Day 7 Looking down on our destination only another four miles to go

Four miles from here but downhill, well for the most part. The first two miles on a steep descent and then it flattens into a more or less flat two miles to the car. Once we had passed the holiday cottages and onto the tar road the pain in the feet began to get worse so we tried walking on the grass which wasn't much better. It was here we had the most trouble. There were a lot of people about and a few stopped to ask us where we had been and if we had caught much. Standing talking to them was torture on the legs, feet and back but rather than be ignorant we passed a few minutes with each request. Eventually we reached the car and it was good to get the rucksacks off and change from boots to shoes. The temperature by now had reached 30ºC yet again and I flopped under a tree and finished off the little food and drink I had left. I also checked the GPS; average walking speed 2.3 MPH so even in the condition my feet were in I still managed to maintain my predicted speed for the walk.

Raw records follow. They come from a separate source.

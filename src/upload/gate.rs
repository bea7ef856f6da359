//! Subscription gate: users must be members of a configured channel.

use async_trait::async_trait;
use std::sync::Arc;
use teloxide::types::UserId;

use crate::core::error::AppResult;

/// Membership lookup against the chat platform
#[async_trait]
pub trait MembershipCheck: Send + Sync {
    async fn is_member(&self, user: UserId, channel: &str) -> AppResult<bool>;
}

/// Permits everyone when no channel is configured. Lookup errors deny.
#[derive(Clone)]
pub struct ChannelGate {
    channel: Option<String>,
    check: Arc<dyn MembershipCheck>,
}

impl ChannelGate {
    pub fn new(channel: Option<String>, check: Arc<dyn MembershipCheck>) -> Self {
        let channel = channel.map(|c| c.trim().to_string()).filter(|c| !c.is_empty());
        Self { channel, check }
    }

    pub async fn permits(&self, user: UserId) -> bool {
        let Some(channel) = self.channel.as_deref() else {
            return true;
        };
        match self.check.is_member(user, channel).await {
            Ok(member) => member,
            Err(e) => {
                log::warn!("Membership check for {} in {} failed: {}", user, channel, e);
                false
            }
        }
    }

    /// `https://t.me/<name>` for public channels. Numeric ids have no link.
    pub fn join_link(&self) -> Option<String> {
        let channel = self.channel.as_deref()?;
        let name = channel.trim_start_matches('@');
        if name.is_empty() || name.trim_start_matches('-').chars().all(|c| c.is_ascii_digit()) {
            return None;
        }
        Some(format!("https://t.me/{name}"))
    }
}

The drive home in the sun with the views changing with every mile was breathtaking. If only we had weather like that more often. A stop in The Garrison for George's MacDonald fix, then home.

It was too late to do anything with my heels so I slept another night in my socks so that the plasters would stay in place. The next day I stripped them off, showered and applied more plasters. My feet and ankles were all puffed and swollen too and it took a week for them to get back to normal.

With 2-300 fish each, at least, for the week, the weather, the scenery and the pain it was worth every step.